Now some may read this and be quick to think that AI art, in the author’s view, is the bottle to our human-made art (females.) But upon further consideration, you should quickly realize how wrong this is. The objects in the environment that we dub “art objects” are, in fact, the beetle’s bottles. Paintings, drawings, sculptures, etc., are not metaphorical females here. Instead–they ARE the bottles. They are the supernormal stimuli or “pleasure technology” capable of eliciting experiences shaped by adaptations and consequential tag-alongs.

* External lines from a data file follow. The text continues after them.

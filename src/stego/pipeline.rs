// Copyright (c) 2026 Christoph Gaffga
// SPDX-License-Identifier: GPL-3.0-only
// https://github.com/cgaffga/phasmcore

//! Encode/decode pipeline.
//!
//! Encode:
//! 1. Range-check the latent shape into the 48-bit header
//! 2. Serialize the tensor as little-endian `f32` bytes
//! 3. Encrypt the bytes if a non-empty password was given
//! 4. Build the inner frame and prepend the 32-bit length
//! 5. Check capacity, then embed into a copy of the cover
//!
//! Decode runs the same steps backwards and finally checks that the
//! recovered byte count matches the header's shape.

use image::RgbImage;

use crate::latent::tensor::ELEMENT_BYTES;
use crate::latent::{LatentCodec, LatentTensor};
use crate::raster::{Carrier, RasterError, RGB_CHANNELS};
use crate::stego::crypto::{CipherParams, PayloadCipher};
use crate::stego::error::StegoError;
use crate::stego::frame::{self, ShapeHeader};
use crate::stego::{bitplane, capacity};

/// An empty password means "no encryption", on both sides.
fn active_password(password: Option<&str>) -> Option<&str> {
    password.filter(|pw| !pw.is_empty())
}

fn require_rgb(carrier: &Carrier) -> Result<(), StegoError> {
    if carrier.channels() != RGB_CHANNELS {
        return Err(RasterError::UnsupportedChannels(carrier.channels()).into());
    }
    Ok(())
}

/// Hide `latent` in a copy of `cover`.
///
/// # Errors
/// - [`StegoError::InvalidImage`] if the cover is not 3-channel.
/// - [`StegoError::ShapeOverflow`] if a latent dimension exceeds 65535.
/// - [`StegoError::CapacityExceeded`] if the framed payload does not fit.
pub fn encode_latent(
    cover: &Carrier,
    latent: &LatentTensor,
    password: Option<&str>,
    params: &CipherParams,
) -> Result<Carrier, StegoError> {
    require_rgb(cover)?;

    let (h, w, c) = latent.dims();
    let shape = ShapeHeader::from_dims(h, w, c)?;
    let raw = latent.to_le_bytes();

    let body = match active_password(password) {
        Some(pw) => {
            let cipher = PayloadCipher::new(pw, params)?;
            log::debug!("encrypting {} latent bytes ({:?})", raw.len(), cipher.scheme());
            cipher.encrypt(&raw)
        }
        None => raw,
    };

    let inner = frame::build_frame(shape, &body);
    let bits = frame::wrap_with_length(&inner)?;
    log::debug!(
        "frame: {h}x{w}x{c} latent, {} body bytes, {} bits into {} samples",
        body.len(),
        bits.len(),
        cover.sample_count()
    );

    capacity::check(cover.samples(), &bits)?;
    let stego = bitplane::embed(cover.samples(), &bits)?;
    Ok(cover.with_samples(stego)?)
}

/// Recover the latent tensor hidden in `stego`.
///
/// # Errors
/// - [`StegoError::FrameCorrupted`] if the length or shape header is
///   inconsistent, or the recovered body does not match the shape (this is
///   also how a wrong password surfaces when CBC padding happens to validate).
/// - [`StegoError::DecryptionFailed`] if decryption rejects the body.
pub fn decode_latent(
    stego: &Carrier,
    password: Option<&str>,
    params: &CipherParams,
) -> Result<LatentTensor, StegoError> {
    require_rgb(stego)?;

    let inner = bitplane::extract_frame(stego.samples())?;
    let parsed = frame::parse_frame(&inner)?;
    let (h, w, c) = parsed.shape.dims();

    let raw = match active_password(password) {
        Some(pw) => PayloadCipher::new(pw, params)?.decrypt(&parsed.body)?,
        None => parsed.body,
    };

    let expected = parsed.shape.element_count() * ELEMENT_BYTES;
    if raw.len() != expected {
        return Err(StegoError::FrameCorrupted(format!(
            "{h}x{w}x{c} latent needs {expected} bytes, frame carries {}",
            raw.len()
        )));
    }
    LatentTensor::from_le_bytes(h, w, c, &raw)
}

/// Compress `secret` with `codec` and hide it in `cover`.
pub fn encode_image<C: LatentCodec + ?Sized>(
    codec: &C,
    cover: &RgbImage,
    secret: &RgbImage,
    password: Option<&str>,
    params: &CipherParams,
) -> Result<RgbImage, StegoError> {
    let latent = codec.encode_secret(secret)?;
    let stego = encode_latent(&Carrier::from_rgb(cover), &latent, password, params)?;
    Ok(stego.to_rgb()?)
}

/// Extract the latent from `stego` and reconstruct the secret with `codec`.
pub fn decode_image<C: LatentCodec + ?Sized>(
    codec: &C,
    stego: &RgbImage,
    password: Option<&str>,
    params: &CipherParams,
) -> Result<RgbImage, StegoError> {
    let latent = decode_latent(&Carrier::from_rgb(stego), password, params)?;
    codec.decode_secret(&latent)
}

#[cfg(test)]
mod tests {
    use super::*;
    use crate::stego::crypto::{CipherScheme, DEFAULT_SALT};

    fn cover(w: usize, h: usize) -> Carrier {
        let samples = (0..w * h * 3).map(|i| (i * 31 % 251) as u8).collect();
        Carrier::new(h, w, 3, samples).unwrap()
    }

    fn latent(h: usize, w: usize, c: usize) -> LatentTensor {
        let data = (0..h * w * c).map(|i| i as f32 * 0.25 - 3.0).collect();
        LatentTensor::new(h, w, c, data).unwrap()
    }

    fn fast() -> CipherParams {
        CipherParams::new(CipherScheme::LegacyCbc, DEFAULT_SALT, 8).unwrap()
    }

    #[test]
    fn roundtrip_without_password() {
        let cover = cover(32, 32);
        let secret = latent(4, 4, 3);
        let stego = encode_latent(&cover, &secret, None, &fast()).unwrap();
        assert_eq!(decode_latent(&stego, None, &fast()).unwrap(), secret);
    }

    #[test]
    fn roundtrip_with_password() {
        let cover = cover(32, 32);
        let secret = latent(4, 4, 3);
        let stego = encode_latent(&cover, &secret, Some("hunter2"), &fast()).unwrap();
        assert_eq!(decode_latent(&stego, Some("hunter2"), &fast()).unwrap(), secret);
    }

    #[test]
    fn empty_password_means_plaintext() {
        let cover = cover(32, 32);
        let secret = latent(2, 2, 2);
        let with_empty = encode_latent(&cover, &secret, Some(""), &fast()).unwrap();
        let with_none = encode_latent(&cover, &secret, None, &fast()).unwrap();
        // Plain frames are deterministic, so both stego images are identical.
        assert_eq!(with_empty, with_none);
        assert_eq!(decode_latent(&with_empty, None, &fast()).unwrap(), secret);
    }

    #[test]
    fn cover_is_left_untouched() {
        let cover = cover(16, 16);
        let before = cover.clone();
        let _ = encode_latent(&cover, &latent(2, 2, 2), None, &fast()).unwrap();
        assert_eq!(cover, before);
    }

    #[test]
    fn encrypted_frame_without_password_is_rejected() {
        let cover = cover(32, 32);
        let stego = encode_latent(&cover, &latent(4, 4, 3), Some("pw"), &fast()).unwrap();
        assert!(matches!(decode_latent(&stego, None, &fast()), Err(StegoError::FrameCorrupted(_))));
    }

    #[test]
    fn wrong_password_is_an_error_not_a_panic() {
        let cover = cover(32, 32);
        let stego = encode_latent(&cover, &latent(4, 4, 3), Some("right"), &fast()).unwrap();
        match decode_latent(&stego, Some("wrong"), &fast()) {
            Err(StegoError::DecryptionFailed) | Err(StegoError::FrameCorrupted(_)) => {}
            other => panic!("expected a decode failure, got {other:?}"),
        }
    }

    #[test]
    fn untouched_cover_does_not_decode() {
        // A cover that never held a payload has an arbitrary length header.
        let blank = Carrier::new(8, 8, 3, vec![0xFF; 192]).unwrap();
        assert!(matches!(decode_latent(&blank, None, &fast()), Err(StegoError::FrameCorrupted(_))));
    }

    #[test]
    fn capacity_exceeded_before_mutation() {
        let cover = cover(8, 8);
        match encode_latent(&cover, &latent(4, 4, 3), None, &fast()) {
            Err(StegoError::CapacityExceeded { available: 192, .. }) => {}
            other => panic!("expected CapacityExceeded, got {other:?}"),
        }
    }

    #[test]
    fn non_rgb_cover_rejected() {
        let rgba = Carrier::new(16, 16, 4, vec![0; 16 * 16 * 4]).unwrap();
        assert!(matches!(
            encode_latent(&rgba, &latent(1, 1, 1), None, &fast()),
            Err(StegoError::InvalidImage(RasterError::UnsupportedChannels(4)))
        ));
    }
}
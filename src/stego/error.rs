// Copyright (c) 2026 Christoph Gaffga
// SPDX-License-Identifier: GPL-3.0-only
// https://github.com/cgaffga/phasmcore

//! Error types for the steganography pipeline.
//!
//! [`StegoError`] covers all failure modes from cover loading through
//! encryption and frame extraction.

use thiserror::Error;

use crate::raster::RasterError;

/// Errors that can occur during steganographic encoding or decoding.
#[derive(Debug, Error)]
pub enum StegoError {
    /// The framed payload does not fit into the cover's sample count.
    #[error("payload needs {required} bits but the cover holds {available}")]
    CapacityExceeded { required: usize, available: usize },
    /// The extracted frame is inconsistent (bad length header, misaligned
    /// body, or a body that does not match the declared shape).
    #[error("payload frame corrupted: {0}")]
    FrameCorrupted(String),
    /// Decryption failed (wrong password or corrupted ciphertext).
    #[error("decryption failed (wrong password?)")]
    DecryptionFailed,
    /// A latent dimension exceeds the 16-bit shape header field.
    #[error("latent {axis} of {value} exceeds the 16-bit shape header")]
    ShapeOverflow { axis: &'static str, value: usize },
    /// Salt or work factor rejected by the key derivation.
    #[error("invalid cipher parameters: {0}")]
    InvalidCipherParams(String),
    /// The cover, stego or secret image is unusable.
    #[error("invalid image: {0}")]
    InvalidImage(#[from] RasterError),
    /// Latent tensor data disagrees with its shape.
    #[error("invalid latent tensor: {0}")]
    InvalidLatent(String),
    /// A configuration file could not be parsed.
    #[error("invalid configuration: {0}")]
    Config(String),
    #[error("I/O error: {0}")]
    Io(#[from] std::io::Error),
}

impl From<image::ImageError> for StegoError {
    fn from(e: image::ImageError) -> Self {
        Self::InvalidImage(RasterError::Codec(e))
    }
}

So then, perhaps the author and others promoting similar alarmist claims are fearful of AI producing “better” bottles, thus leading to us losing our desire to create our own bottles or marvel at the bottles of our neighbors? The problem with that fear is that an aspect of the appeal of our current bottles is that they were made by other members of the species (see essentialism in the art experience definition section above.) Part of our appreciation and aesthetic response to a hand-made drawing or painting is rooted in our assumptions about the process of production. Even without access to the artist, knowing that the creator IS a human, we generate default assumptions (often from our own experiences, biases, availability and representativeness heuristics, etc.) to assess difficulty. Often, the greater the assumed difficulty–the grander the perceived degree of demonstrated virtuosity. With this particular fact in play relative to the art experience as laid out here, it should be clear that AI bottles are incapable of replacing human bottles. AI may, in the future, be able to create “better bottles” according to some criteria, but those products won’t be created by a human. As such, they can never “tick” that particular box for the aforementioned “pleasure bomb.” (Note: consider that if some AI in the future does achieve “consciousness,” why would we expect it would even “want” to make bottles for us? Assuming they would seems to be a fairly narcissistic assumption.)

Paragraph 3 (continued):

Simplified: AI Art generators (text-to-image) are available to the public, and they are easy to use. **They have been used to create millions of images already. **

Quote: “This is death to the romantic artist. Their heroic intercession is no longer needed. Now, access to the imagination is cheap and easy. Picture bots have democratized creativity, and the twenties are experiencing a proliferation of imagery. Art is everywhere, now beauty is a bargain.”

Again, How? Why? Let’s try and transform this latter part of paragraph 3 into the form of an argument:

Premise 1: AI ART Generators are available to the public and are fast/easy to use.
Premise 2: Thousands have already used AI to create millions of images.
Conclusion: This is death to the romantic artist.

Placing the content into this form reveals a clear non-sequitur. The article content that precedes the statement “this is death to the romantic artist” does not support it in any way. In other words, a statement is presented that doesn’t follow logically nor finds support from the previous statements.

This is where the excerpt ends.